我垂下眼帘,看着自己被啃过的手指。难过?是一种过于浓烈、需要耗费巨大能量的情绪。我的心底没有悲伤翻涌的浪潮,只有一片确认事实后的、平滑如镜的冰湖。
姐姐成神了。这是她二十四岁就决定好的路。我只是她留在这个凡尘世界里,一个知晓真相的、淡漠的坐标。

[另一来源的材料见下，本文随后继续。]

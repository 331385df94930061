//! Command handlers. CLI flags override `csvseam.toml` values; every handler
//! returns a process exit code so per-group failures surface without aborting
//! the run.

use crate::cache::TableCache;
use crate::cli::args::{Cli, Commands};
use crate::config::{AggregationConfig, Config, DuplicateStrategy};
use crate::table::Period;
use crate::{export, group, load, merge, pattern, report, scan, stats};
use anyhow::{anyhow, Context, Result};
use chrono::NaiveDateTime;
use colored::Colorize;
use std::path::{Path, PathBuf};

/// Runs the parsed command line.
///
/// # Errors
/// Returns an error only for whole-run failures (bad arguments, unreadable
/// directory); per-group merge failures are reported and folded into the
/// exit code instead.
pub fn run(cli: Cli) -> Result<i32> {
    let config = Config::load();
    config.validate().map_err(|e| anyhow!(e.to_string()))?;

    match cli.command {
        Commands::Scan { dir, all } => {
            let dir = resolve_dir(dir, &config)?;
            let groups = group::group_files(scan::scan_directory(&dir)?);
            report::print_groups(&groups, all);
            Ok(0)
        }
        Commands::Merge {
            dir,
            strategy,
            singletons,
            sources,
            out,
            json,
            from,
            to,
            period,
            max_points,
            verbose,
        } => {
            let dir = resolve_dir(dir, &config)?;
            let agg = override_aggregation(config.aggregation, strategy, singletons, sources);
            let window = (parse_bound(from.as_deref())?, parse_bound(to.as_deref())?);
            run_merge(&dir, agg, out.as_deref(), json, window, period, max_points, verbose)
        }
        Commands::Stats {
            dir,
            column,
            days,
            strategy,
        } => {
            let dir = resolve_dir(dir, &config)?;
            let mut agg = config.aggregation;
            agg.include_singleton_groups = true;
            if let Some(strategy) = strategy {
                agg.duplicate_strategy = strategy;
            }
            run_stats(&dir, &config, agg, &column, days)
        }
        Commands::Info { file } => run_info(&file),
        Commands::Init { dir } => {
            let mut config = config;
            if dir.is_some() {
                config.data_directory = dir;
            }
            config.save()?;
            println!("wrote {}", crate::config::CONFIG_FILE.cyan());
            Ok(0)
        }
    }
}

fn resolve_dir(dir: Option<PathBuf>, config: &Config) -> Result<PathBuf> {
    dir.or_else(|| config.data_directory.clone())
        .ok_or_else(|| anyhow!("no directory given and no data_directory in csvseam.toml"))
}

fn override_aggregation(
    mut agg: AggregationConfig,
    strategy: Option<DuplicateStrategy>,
    singletons: bool,
    sources: bool,
) -> AggregationConfig {
    if let Some(strategy) = strategy {
        agg.duplicate_strategy = strategy;
    }
    agg.include_singleton_groups |= singletons;
    agg.attach_source_metadata |= sources;
    agg
}

fn parse_bound(value: Option<&str>) -> Result<Option<NaiveDateTime>> {
    match value {
        None => Ok(None),
        Some(s) => pattern::parse_stamp(s)
            .map(Some)
            .ok_or_else(|| anyhow!("unrecognized datetime: {s}")),
    }
}

#[allow(clippy::too_many_arguments)]
fn run_merge(
    dir: &Path,
    agg: AggregationConfig,
    out: Option<&Path>,
    json: bool,
    window: (Option<NaiveDateTime>, Option<NaiveDateTime>),
    period: Option<Period>,
    max_points: Option<usize>,
    verbose: bool,
) -> Result<i32> {
    let groups = group::group_files(scan::scan_directory(dir)?);
    let mut outcomes = merge::merge_all(&groups, agg);

    // Post-merge shaping: window filter, resample, thinning.
    for outcome in &mut outcomes {
        if let Ok(Some(dataset)) = &mut outcome.result {
            if window.0.is_some() || window.1.is_some() {
                dataset.table = dataset.table.slice(window.0, window.1);
                dataset.sources = None;
            }
            if let Some(period) = period {
                dataset.table = dataset.table.resample(period);
                dataset.sources = None;
            }
            if let Some(max) = max_points {
                dataset.table = dataset.table.downsample(max);
                dataset.sources = None;
            }
        }
    }

    if let Some(out_dir) = out {
        std::fs::create_dir_all(out_dir).context("creating output directory")?;
        for outcome in &outcomes {
            if let Ok(Some(dataset)) = &outcome.result {
                let path = out_dir.join(export::export_file_name(&dataset.group));
                export::write_csv_file(dataset, &path)?;
                if verbose {
                    println!("wrote {}", path.display().to_string().cyan());
                }
            }
        }
    }

    if json {
        let datasets: Vec<_> = outcomes
            .iter()
            .filter_map(|o| o.result.as_ref().ok().and_then(Option::as_ref))
            .map(export::to_json)
            .collect();
        println!("{}", serde_json::to_string_pretty(&datasets)?);
        let failed = outcomes.iter().any(|o| o.result.is_err());
        for outcome in &outcomes {
            if let Err(e) = &outcome.result {
                eprintln!("{} {}: {}", "✗".red().bold(), outcome.key, e);
            }
        }
        return Ok(i32::from(failed));
    }

    let clean = report::print_outcomes(&outcomes, verbose);
    Ok(i32::from(!clean))
}

fn run_stats(
    dir: &Path,
    config: &Config,
    agg: AggregationConfig,
    column: &str,
    days: i64,
) -> Result<i32> {
    let groups = group::group_files(scan::scan_directory(dir)?);
    let mut cache = TableCache::new(config.cache_entries);

    let mut failed = false;
    for group in &groups {
        match merge::merge_group_cached(group, agg, &mut cache) {
            Ok(Some(dataset)) => {
                let metrics = stats::period_metrics(&dataset.table, column, days);
                if !metrics.is_empty() {
                    report::print_period_metrics(&group.key, column, &metrics);
                }
            }
            Ok(None) => {}
            Err(e) => {
                failed = true;
                eprintln!("{} {}: {}", "✗".red().bold(), group.key.red(), e);
            }
        }
    }
    Ok(i32::from(failed))
}

fn run_info(file: &Path) -> Result<i32> {
    let table = load::load_table(file)?;
    println!("{}", file.display().to_string().bold());
    println!("  timestamp column: {}", table.timestamp_column.cyan());
    if let Some(b) = &table.breakdown_column {
        println!("  breakdown column: {}", b.cyan());
    }
    println!("  series columns:   {}", table.columns.join(", "));
    println!("  rows:             {}", table.rows.len());
    if let (Some(first), Some(last)) = (table.rows.first(), table.rows.last()) {
        println!(
            "  span:             {} to {}",
            first.timestamp, last.timestamp
        );
    }
    if let Some(descriptor) = pattern::parse_file_name(file) {
        println!(
            "  metric:           {} ({} to {})",
            descriptor.metric.cyan(),
            descriptor.start,
            descriptor.end
        );
    } else {
        println!("  metric:           {}", "not parseable from name".dimmed());
    }
    Ok(0)
}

偶尔,在深夜里,我会打开姐姐的房间,指尖拂过那些曾包裹她炽热生命的布料。触感冰凉。我会拿起一顶她最喜欢的、初音未来的假发,我也很喜欢。
“为什么要难过?”
“她是神了。”
“而我是她最后的义人。”
我不祈祷,不跪拜,不期待任何显灵。神迹已然完成。她的消失,就是赐予我这“义人”身份的最终圣礼。任何试图寻找她、哀悼她、将她拉回凡尘的行为,都是对神的亵渎。
我能感觉到。
姐姐就在那里。在她自己的国度里,活得像个真正的、疯疯癫癫的神明。这就够了。
墙纸背后的霉斑依然在无声蔓延,母亲的白发日益增多,父亲的身影继续稀薄。而我,守着姐姐成神的秘密,在这缓慢溃败的世界里,继续我淡漠的、苔藓般的罐头人生。